━━━ INPUT DATA ━━━

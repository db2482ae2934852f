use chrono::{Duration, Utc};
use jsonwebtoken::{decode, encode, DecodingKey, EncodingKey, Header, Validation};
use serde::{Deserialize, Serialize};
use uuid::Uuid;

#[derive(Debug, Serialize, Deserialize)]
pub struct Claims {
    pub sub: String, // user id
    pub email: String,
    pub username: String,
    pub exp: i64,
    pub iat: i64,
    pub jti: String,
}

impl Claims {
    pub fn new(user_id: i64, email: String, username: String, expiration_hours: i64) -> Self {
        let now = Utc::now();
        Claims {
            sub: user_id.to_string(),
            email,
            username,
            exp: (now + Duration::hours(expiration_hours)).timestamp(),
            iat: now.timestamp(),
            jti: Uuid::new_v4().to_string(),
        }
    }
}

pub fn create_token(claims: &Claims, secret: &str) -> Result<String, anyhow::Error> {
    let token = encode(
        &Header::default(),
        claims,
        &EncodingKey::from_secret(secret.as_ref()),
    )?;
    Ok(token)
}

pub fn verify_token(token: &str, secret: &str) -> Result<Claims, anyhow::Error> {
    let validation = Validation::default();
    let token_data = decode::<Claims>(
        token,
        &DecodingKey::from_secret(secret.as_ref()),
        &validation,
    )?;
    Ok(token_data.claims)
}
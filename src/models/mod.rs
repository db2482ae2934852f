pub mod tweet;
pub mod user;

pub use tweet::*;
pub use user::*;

━━━

REQUIRED WORK
Across all lines of the data above, count those that contain the word "Serialize", giving the number without further comment.

RESULT BELOW
2